O sırada, orada bulunan ve Eyyûb Aleyhisselâma iman ve onun Peygamberliğini tasdik etmiş olan ve arada sırada, söze katılıp onlara cevaplar veren bir genç:

"Siz ey olgunluk yaşındaki kişiler! Hep konuştunuz ve konuşmağa da yaşınız bakımından daha lâyık bulunuyorsunuz. Fakat, siz, söylediğinizden daha güzel olan bir sözü, Siz, ileri sürdüğünüz görüşten, daha yerinde olan bir görüşü, Siz, dile getirdiğiniz işten, daha güzel bir işi... terk ettiniz!... Geri bıraktınız!

Eyyûb´un, sizin üzerinizde bir hakkı bulunmaktadır ve kendisinin şahsiyeti, sizin tavsif ettiğinizin çok üstündedir!
Ey olgunluk yaşındaki kişiler! Siz, kimin hakkını, eksilttiğinizi, kimin hürmetini yırttığınızı, hangi Zâtı ayıpladığınızı, suçladığınızı biliyor musunuz?

Eyyûb´un; Allah´ın Peygamberi ve bu gününüzde halkın en hayırlısı, en üstünü ve en seçkini olduğunu bilmiyor musunuz ki: Allah, size, bildirmedimi ki, bir şeye, Allah, kızdığı zaman, onun kullarına vermiş olduğu kerametlerden bir kerameti, çeker, koparır?

Siz, Eyyûb ile uzun müddet yaptığınız sohbet ve arkadaşlık sırasında, kendisinin, hak ve gerçekten gayrı bir şey yapmadığını bilmiyor musunuz?!

Sizin yanınızda onun sırtına yüklenmiş olan ibtilâ, sizlere yüklenmiş olsaydı, haliniz nice olurdu?

Şunu, iyi biliniz ki: Yüce Allah, Peygamberlere, Sıddîklere, Şehidlere ve Sâlihlere ibtilâ verir. Allah´ın, bunlara verdiği ibtilâ, onlara gazab veya hakaret ettiğini değil, fakat, bunun, kendilerine bir keramet ve bir hayır olarak verildiğini gösterir.

Eyyûb, Allah tarafından bu duruma düşmeden, sıhhatli halinde iken, siz, ona kardeş olmuş değil miydiniz?

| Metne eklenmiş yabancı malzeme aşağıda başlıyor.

//! Retrieval 모듈 - 하이브리드 검색 코어
//!
//! - index: 벡터/키워드 인덱스 트레이트
//! - graph: 그래프/메타데이터 저장소 트레이트
//! - fusion: RRF 랭크 퓨전 + 시간 감쇠
//! - materialize: 문서별 소스 그룹 구체화

mod fusion;
mod graph;
mod index;
mod materialize;

// Re-exports
pub use fusion::{
    decay_weight, RankFusionEngine, RankedNode, DECAY_LAMBDA, KEYWORD_DISPLAY_SCALE,
    KEYWORD_THRESHOLD, KEYWORD_WEIGHT, K_RRF, VECTOR_THRESHOLD,
};
pub use graph::{ChunkRecord, DocumentRecord, GraphStore, MetadataStore};
pub use index::{KeywordIndex, ScoredNode, VectorIndex};
pub use materialize::{
    ChunkMetadata, MaterializedSources, ResultMaterializer, SourceChunk, SourceGroup,
    MAX_RESOLVED_CHUNKS, MAX_SOURCE_GROUPS, PREVIEW_CHARS,
};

Hikmet Ehli´nin; ibtilâ sırasında tasalı ve üzüntülü olan kardeşini, ne bilmeden kınaması, ne de, ihtilasından dolayı ayıplaması, kusurlaması iyi olmaz.

Fakat, onun, ona acıması, onunla birlikte ağlaması, onun için Allâh´dan mağfiret dilemesi, üzüntüsüne üzülmesi ve ona, işi üzerinde delil olması yakışır! Bunları, bilmeyen kişi, hakîm ve aklı başında değildir. Allah! Allah! Ey olgunluk yaşındaki kişiler! Allah´ın azamet ve Celâlini düşününüz!

Dillerinizi, kesen, kalblerinizi, parçalayan, delillerinizi, kesip atan şeyi, ölümü, anmanız gerekmez mi?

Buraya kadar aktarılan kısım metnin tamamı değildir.